> Source data
--*--

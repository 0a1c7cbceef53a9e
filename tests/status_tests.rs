#[cfg(test)]
mod tests {
    use corvid::board::Position;
    use corvid::piece::Color;

    #[test]
    fn checkmate_detection() {
        let pos = Position::from_fen("7k/6Q1/7P/5b2/3K4/8/2p5/2B5 b - - 8 57").unwrap();
        assert!(pos.is_checkmated(Color::Black));
    }

    #[test]
    fn stalemate_detection() {
        let pos = Position::from_fen("8/r6p/5k1K/7P/8/p7/8/8 w - - 1 61").unwrap();
        assert!(pos.is_stalemate(Color::White));
    }

    #[test]
    fn threefold_repetition_is_a_draw() {
        let mut pos =
            Position::from_fen("rnbqkbnr/pppppppp/8/8/8/8/PPPPPPPP/RNBQKBNR w KQkq - 0 1").unwrap();
        for _ in 0..3 {
            pos.make_uci("b1c3").unwrap();
            pos.make_uci("g8f6").unwrap();
            pos.make_uci("c3b1").unwrap();
            pos.make_uci("f6g8").unwrap();
        }
        assert!(pos.is_draw());
    }

    #[test]
    fn non_mate_check_is_not_checkmated() {
        // White king checked by the bishop but can step away.
        let pos = Position::from_fen("7k/8/8/8/8/2b5/8/K7 w - - 0 1").unwrap();
        assert!(pos.king_in_check(Color::White));
        assert!(!pos.is_checkmated(Color::White));
    }
}
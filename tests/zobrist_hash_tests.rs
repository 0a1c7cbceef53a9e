#[cfg(test)]
mod tests {
    use corvid::board::Position;

    #[test]
    fn hash_ignores_undo_chain_history() {
        let mut a = Position::from_fen("rnbqkbnr/pppppppp/8/8/8/8/PPPPPPPP/RNBQKBNR w KQkq - 0 1")
            .unwrap();
        let reached_directly =
            Position::from_fen("rnbqkbnr/pppppppp/8/8/4P3/8/PPPP1PPP/RNBQKBNR b KQkq - 0 1").unwrap();

        a.make_uci("e2e4").unwrap();
        assert_eq!(a.hash, reached_directly.hash);

        // Detour through a different move sequence back to the same
        // placement/side/castling/ep must produce the identical hash.
        a.undo();
        a.make_uci("g1f3").unwrap();
        a.make_uci("g8f6").unwrap();
        a.undo();
        a.undo();
        a.make_uci("e2e4").unwrap();
        assert_eq!(a.hash, reached_directly.hash);
    }

    #[test]
    fn hash_changes_with_side_to_move() {
        let white_to_move =
            Position::from_fen("4k3/8/8/8/8/8/8/4K3 w - - 0 1").unwrap();
        let black_to_move =
            Position::from_fen("4k3/8/8/8/8/8/8/4K3 b - - 0 1").unwrap();
        assert_ne!(white_to_move.hash, black_to_move.hash);
    }

    #[test]
    fn hash_changes_with_castling_rights() {
        let with_rights =
            Position::from_fen("r3k2r/8/8/8/8/8/8/R3K2R w KQkq - 0 1").unwrap();
        let without_rights =
            Position::from_fen("r3k2r/8/8/8/8/8/8/R3K2R w - - 0 1").unwrap();
        assert_ne!(with_rights.hash, without_rights.hash);
    }

    #[test]
    fn hash_changes_with_en_passant_file() {
        let ep_d6 =
            Position::from_fen("rnbqkbnr/ppp1pppp/8/3pP3/8/8/PPPP1PPP/RNBQKBNR w KQkq d6 0 3")
                .unwrap();
        let no_ep =
            Position::from_fen("rnbqkbnr/ppp1pppp/8/3pP3/8/8/PPPP1PPP/RNBQKBNR w KQkq - 0 3")
                .unwrap();
        assert_ne!(ep_d6.hash, no_ep.hash);
    }
}
use crate::error::EngineError;

/// A square index in `[0, 63]`, or `-1` for "no square" (used by the
/// en-passant field). Rank 1 = white's first rank, file 1 = the a-file:
/// `square = (rank - 1) * 8 + (file - 1)`.
pub type Square = i8;

pub const NO_SQUARE: Square = -1;

#[inline]
pub fn square_of(rank: u8, file: u8) -> Square {
    debug_assert!((1..=8).contains(&rank) && (1..=8).contains(&file));
    ((rank - 1) * 8 + (file - 1)) as Square
}

#[inline]
pub fn rank_of(sq: Square) -> u8 {
    assert!((0..64).contains(&sq), "square index {sq} out of range");
    (sq as u8) / 8 + 1
}

#[inline]
pub fn file_of(sq: Square) -> u8 {
    assert!((0..64).contains(&sq), "square index {sq} out of range");
    (sq as u8) % 8 + 1
}

/// Converts a square to its algebraic form (`"e4"`). Total over the valid
/// domain; calling this on an out-of-range index is a programming fault.
pub fn to_algebraic(sq: Square) -> String {
    assert!((0..64).contains(&sq), "square index {sq} out of range");
    let file = file_of(sq);
    let rank = rank_of(sq);
    let f = (b'a' + (file - 1)) as char;
    format!("{f}{rank}")
}

/// Parses an algebraic square (`"e4"`). Fails for anything outside
/// `a1`..`h8`.
pub fn from_algebraic(s: &str) -> Result<Square, EngineError> {
    let bytes = s.as_bytes();
    if bytes.len() != 2 {
        return Err(EngineError::InvalidFen(format!("bad square '{s}'")));
    }
    let file = bytes[0];
    let rank = bytes[1];
    if !(b'a'..=b'h').contains(&file) || !(b'1'..=b'8').contains(&rank) {
        return Err(EngineError::InvalidFen(format!("bad square '{s}'")));
    }
    Ok(square_of(rank - b'0', file - b'a' + 1))
}

#[cfg(test)]
mod tests {
    use super::*;

    #[test]
    fn round_trips_every_square() {
        for sq in 0..64i8 {
            let alg = to_algebraic(sq);
            assert_eq!(from_algebraic(&alg).unwrap(), sq);
        }
    }

    #[test]
    fn a1_is_zero() {
        assert_eq!(from_algebraic("a1").unwrap(), 0);
        assert_eq!(to_algebraic(0), "a1");
    }

    #[test]
    fn h8_is_63() {
        assert_eq!(from_algebraic("h8").unwrap(), 63);
        assert_eq!(to_algebraic(63), "h8");
    }

    #[test]
    fn rejects_garbage() {
        assert!(from_algebraic("i9").is_err());
        assert!(from_algebraic("a").is_err());
    }
}
//! Server configuration from environment variables.

#[cfg(test)]
#[path = "config_test.rs"]
mod config_test;

use std::path::PathBuf;

const DEFAULT_PORT: u16 = 3000;
const DEFAULT_JOBS_FILE: &str = "data/jobs.json";

#[derive(Debug, thiserror::Error)]
pub enum ConfigError {
    #[error("invalid PORT: {0}")]
    InvalidPort(String),
    #[error("JOBS_FILE is set but empty")]
    EmptyJobsFile,
}

/// Typed server settings.
#[derive(Debug, Clone, PartialEq, Eq)]
pub struct ServerConfig {
    pub port: u16,
    pub jobs_file: PathBuf,
}

impl ServerConfig {
    /// Build config from environment variables.
    ///
    /// Optional:
    /// - `PORT`: listen port, default 3000
    /// - `JOBS_FILE`: path to the job catalog JSON, default `data/jobs.json`
    ///
    /// # Errors
    ///
    /// Returns an error if `PORT` is not a valid port number or `JOBS_FILE`
    /// is blank.
    pub fn from_env() -> Result<Self, ConfigError> {
        Ok(Self {
            port: parse_port(std::env::var("PORT").ok().as_deref())?,
            jobs_file: parse_jobs_file(std::env::var("JOBS_FILE").ok().as_deref())?,
        })
    }
}

fn parse_port(raw: Option<&str>) -> Result<u16, ConfigError> {
    match raw.map(str::trim) {
        None | Some("") => Ok(DEFAULT_PORT),
        Some(value) => value
            .parse::<u16>()
            .map_err(|_| ConfigError::InvalidPort(value.to_owned())),
    }
}

fn parse_jobs_file(raw: Option<&str>) -> Result<PathBuf, ConfigError> {
    match raw {
        None => Ok(PathBuf::from(DEFAULT_JOBS_FILE)),
        Some(value) if value.trim().is_empty() => Err(ConfigError::EmptyJobsFile),
        Some(value) => Ok(PathBuf::from(value.trim())),
    }
}
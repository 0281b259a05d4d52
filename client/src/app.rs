//! Root application component with routing and context providers.

use leptos::prelude::*;
use leptos_meta::{MetaTags, Stylesheet, Title, provide_meta_context};
use leptos_router::{
    ParamSegment, StaticSegment,
    components::{Route, Router, Routes},
};

use crate::pages::{about::AboutPage, job::JobPage, jobs::JobsPage};
use crate::state::{jobs::JobsState, ui::UiState};
use crate::util::dark_mode;

/// HTML shell rendered on the server for SSR + hydration.
pub fn shell(options: LeptosOptions) -> impl IntoView {
    view! {
        <!DOCTYPE html>
        <html lang="en">
            <head>
                <meta charset="utf-8"/>
                <meta name="viewport" content="width=device-width, initial-scale=1"/>
                <AutoReload options=options.clone()/>
                <HydrationScripts options/>
                <MetaTags/>
            </head>
            <body>
                <App/>
            </body>
        </html>
    }
}

/// Root application component.
///
/// Provides the job list and UI chrome state to every page and sets up
/// client-side routing.
#[component]
pub fn App() -> impl IntoView {
    provide_meta_context();

    let jobs = RwSignal::new(JobsState::default());
    let ui = RwSignal::new(UiState::default());

    provide_context(jobs);
    provide_context(ui);

    // Effects only run in the browser, so SSR always renders the light theme.
    Effect::new(move || {
        let theme = dark_mode::read_preference();
        dark_mode::apply(theme);
        ui.update(|u| u.theme = theme);
    });

    view! {
        <Stylesheet id="leptos" href="/pkg/brigade.css"/>
        <Title text="Brigade"/>

        <Router>
            <Routes fallback=|| "Page not found.".into_view()>
                <Route path=StaticSegment("") view=JobsPage/>
                <Route path=StaticSegment("about") view=AboutPage/>
                <Route path=(StaticSegment("jobs"), ParamSegment("id")) view=JobPage/>
            </Routes>
        </Router>
    }
}
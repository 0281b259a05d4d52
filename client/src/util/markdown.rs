//! Markdown rendering for job descriptions.

#[cfg(test)]
#[path = "markdown_test.rs"]
mod markdown_test;

use pulldown_cmark::{CowStr, Event, Options, Parser, Tag, html};

const SAFE_SCHEMES: [&str; 3] = ["http", "https", "mailto"];

/// Render employer-supplied markdown to HTML.
///
/// Raw HTML blocks and inline HTML are dropped, and link or image
/// destinations with a scheme outside http, https, and mailto are replaced
/// with `#`, so the output can be injected with `inner_html`.
pub fn render_markdown_html(markdown: &str) -> String {
    let mut options = Options::empty();
    options.insert(Options::ENABLE_STRIKETHROUGH);
    options.insert(Options::ENABLE_TASKLISTS);

    let parser = Parser::new_ext(markdown, options)
        .filter(|event| !matches!(event, Event::Html(_) | Event::InlineHtml(_)))
        .map(neutralize_destination);

    let mut out = String::new();
    html::push_html(&mut out, parser);
    out
}

fn neutralize_destination(event: Event<'_>) -> Event<'_> {
    match event {
        Event::Start(Tag::Link { link_type, dest_url, title, id }) if !is_safe_url(&dest_url) => {
            Event::Start(Tag::Link { link_type, dest_url: CowStr::Borrowed("#"), title, id })
        }
        Event::Start(Tag::Image { link_type, dest_url, title, id }) if !is_safe_url(&dest_url) => {
            Event::Start(Tag::Image { link_type, dest_url: CowStr::Borrowed("#"), title, id })
        }
        other => other,
    }
}

/// Relative URLs and the allow-listed schemes are safe.
///
/// Browsers ignore ASCII whitespace and control characters inside a scheme
/// (`java\tscript:`), so those are stripped before the scheme is read.
fn is_safe_url(url: &str) -> bool {
    let cleaned: String = url.chars().filter(|c| !c.is_ascii_whitespace() && !c.is_ascii_control()).collect();
    let Some(colon) = cleaned.find(':') else {
        return true;
    };
    // A `/`, `?`, or `#` before the first colon means the colon is not a scheme separator.
    if cleaned[..colon].contains(['/', '?', '#']) {
        return true;
    }
    let scheme = cleaned[..colon].to_ascii_lowercase();
    SAFE_SCHEMES.contains(&scheme.as_str())
}
//! Static "about" page.

use leptos::prelude::*;

#[component]
pub fn AboutPage() -> impl IntoView {
    view! {
        <div class="about-page">
            <header class="about-page__header">
                <a class="about-page__home" href="/">"← Jobs"</a>
                <h1>"Built for the people who run the pass"</h1>
                <p class="about-page__lede">
                    "Brigade matches cooks, servers, bartenders, and dish crews with restaurants "
                    "that need them, by the skills they actually bring to a shift."
                </p>
            </header>

            <section class="about-page__section">
                <h2>"For kitchen and floor staff"</h2>
                <p>
                    "Every posting lists the skills a role expects and how deep each one goes, "
                    "from first day on the line to running the station. No résumé theatre: "
                    "see the pay, the hours, and what the kitchen needs before you apply."
                </p>
            </section>

            <section class="about-page__section">
                <h2>"For restaurants"</h2>
                <p>
                    "Post a role once and reach people who already know the difference between "
                    "a brunoise and a julienne. Featured listings sit at the top of the board "
                    "during your busiest hiring weeks."
                </p>
            </section>

            <section class="about-page__section">
                <h2>"How skill levels work"</h2>
                <ul class="about-page__tiers">
                    <li><strong>"Unskilled"</strong>": no prior experience needed."</li>
                    <li><strong>"Beginner"</strong>": a few months on the job."</li>
                    <li><strong>"Intermediate"</strong>": holds a station through a rush."</li>
                    <li><strong>"Advanced"</strong>": trains others, covers any station."</li>
                    <li><strong>"Master"</strong>": runs the kitchen or the floor."</li>
                </ul>
            </section>
        </div>
    }
}
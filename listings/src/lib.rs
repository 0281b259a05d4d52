//! Job listing model and display derivation helpers for Brigade.
//!
//! This crate is UI-framework agnostic so the Leptos client and the Axum host
//! can share one definition of a job record, its skill tiers, and the rules
//! that decide what a listing screen shows.

pub mod catalog;
pub mod display;
pub mod job;
pub mod skill;

pub use catalog::parse_catalog;
pub use display::{DisplayState, GridColumns, featured_or_all, find_job, highlights_of};
pub use job::{Job, JobHighlight, JobStatus, RequiredSkill};
pub use skill::{SkillLevel, SkillTier};

/// Error returned when listing data fails validation or parsing.
#[derive(Debug, thiserror::Error)]
pub enum ListingError {
    /// A skill level outside `0..=5`.
    #[error("skill level out of range: {0} (expected 0..=5)")]
    SkillLevelOutOfRange(i32),
    /// A required text field is blank.
    #[error("job {id:?} is missing required field `{field}`")]
    MissingField { id: String, field: &'static str },
    /// A status name that is not one of the known lifecycle labels.
    #[error("unknown job status: {0:?}")]
    UnknownStatus(String),
    /// Two catalog records share an id.
    #[error("duplicate job id: {0}")]
    DuplicateId(String),
    /// The catalog document is not valid JSON for a list of jobs.
    #[error("failed to parse job catalog: {0}")]
    Parse(#[from] serde_json::Error),
}
//! Utility helpers shared across client UI modules.
//!
//! SYSTEM CONTEXT
//! ==============
//! Utility modules isolate browser/environment concerns from page and component
//! logic to improve reuse and testability.

pub mod dark_mode;
pub mod markdown;
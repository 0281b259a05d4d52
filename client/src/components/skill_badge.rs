//! Skill badge: a skill name colored by its tier.

#[cfg(test)]
#[path = "skill_badge_test.rs"]
mod skill_badge_test;

use leptos::prelude::*;
use listings::{SkillLevel, SkillTier};

/// Rendered size of a [`SkillBadge`].
#[derive(Clone, Copy, Debug, Default, PartialEq, Eq)]
pub enum BadgeSize {
    Small,
    #[default]
    Medium,
    Large,
}

impl BadgeSize {
    fn css_modifier(self) -> &'static str {
        match self {
            Self::Small => "skill-badge--sm",
            Self::Medium => "skill-badge--md",
            Self::Large => "skill-badge--lg",
        }
    }
}

fn badge_class(tier: SkillTier, size: BadgeSize, active: bool) -> String {
    let mut class = format!("skill-badge {} {}", tier.css_modifier(), size.css_modifier());
    if active {
        class.push_str(" skill-badge--active");
    }
    class
}

/// Filled and empty pips, one per level step.
fn pips(level: SkillLevel) -> String {
    let filled = usize::from(level.value());
    let empty = usize::from(SkillLevel::MAX) - filled;
    format!("{}{}", "●".repeat(filled), "○".repeat(empty))
}

/// Badge showing a skill label, its tier name, and level pips.
#[component]
pub fn SkillBadge(
    level: SkillLevel,
    #[prop(into)] label: String,
    #[prop(optional)] size: BadgeSize,
    #[prop(optional)] active: bool,
) -> impl IntoView {
    let tier = level.tier();
    let title = format!("{label}: {} ({}/{})", tier.label(), level.value(), SkillLevel::MAX);

    view! {
        <span
            class=badge_class(tier, size, active)
            style=format!("--skill-accent: {}", tier.color())
            title=title
        >
            <span class="skill-badge__label">{label}</span>
            <span class="skill-badge__tier">{tier.label()}</span>
            <span class="skill-badge__pips" aria-hidden="true">{pips(level)}</span>
        </span>
    }
}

--*--

Of the lines above, show those in which "active" appears.

> Answer below
fn badge_class(tier: SkillTier, size: BadgeSize, active: bool) -> String {
    if active {
        class.push_str(" skill-badge--active");
    #[prop(optional)] active: bool,
            class=badge_class(tier, size, active)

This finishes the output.